Lung adenocarcinoma (LAD), as one of the most common types of lung tumors, is lethal and malignant. Long noncoding RNAs (lncRNAs) play important roles in various cancers according to many previous studies. LINC00467 was proposed to be a tumor promoter. Despite the validated promotive effect of LINC00467 on neuroblastoma progression, its regulatory mechanism in LAD remains unclear. In this study, LINC00467 expressed higher in LAD tissues and cell lines, and increased LINC00467 indicated a poor prognosis. Knockdown of LINC00467 inhibited cell proliferation, the expressions of tumor stem cell‐related genes, and cell spheroid formation ability, while it promoted cell apoptosis. miR‐4779 and miR‐7978 were reported to play antitumor roles in several cancers before.
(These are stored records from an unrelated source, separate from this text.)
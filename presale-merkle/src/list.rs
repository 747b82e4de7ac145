//! Line-delimited identifier lists.
//!
//! Each line's first cell (split on `,` or `;`) holds one base58 identifier.
//! Blank lines, `#` comments and an `address` header cell are skipped. Any
//! other unparseable cell fails the whole list.
use std::fs;
use std::path::Path;

use tracing::{info, warn};

use crate::{Identifier, WhitelistError};

pub fn parse_identifier_list(text: &str) -> Result<Vec<Identifier>, WhitelistError> {
    let mut identifiers = Vec::new();
    for (i, line) in text.lines().enumerate() {
        let line = line.trim();
        if line.is_empty() || line.starts_with('#') {
            continue;
        }
        let cell = line.split([',', ';']).next().unwrap_or_default().trim();
        if cell.is_empty() || cell.eq_ignore_ascii_case("address") {
            continue;
        }
        let id = cell
            .parse::<Identifier>()
            .map_err(|e| WhitelistError::Line { line: i + 1, source: Box::new(e) })?;
        identifiers.push(id);
    }
    if identifiers.is_empty() {
        warn!("identifier list produced zero entries");
    }
    Ok(identifiers)
}

pub fn read_identifier_list(path: &Path) -> Result<Vec<Identifier>, WhitelistError> {
    let text = fs::read_to_string(path)
        .map_err(|source| WhitelistError::Io { path: path.to_path_buf(), source })?;
    let identifiers = parse_identifier_list(&text)?;
    info!(path = %path.display(), count = identifiers.len(), "loaded identifier list");
    Ok(identifiers)
}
LINC00467 could combine with miR‐4779 and miR‐7978, and negatively regulated miR‐4779 and miR‐7978. miR‐4779 and miR‐7978 inhibitor could partly rescue the LINC00467 knockdown‐induced influence on cell proliferation, apoptosis, and stemness. In a word, this study innovatively investigated the mechanism of LINC00467 in LAD and verified LINC00467 exerted its carcinogenesis function by sponging miR‐4779 and miR‐7978, which may become a catalyst for generating new therapeutic targets for LAD treatment.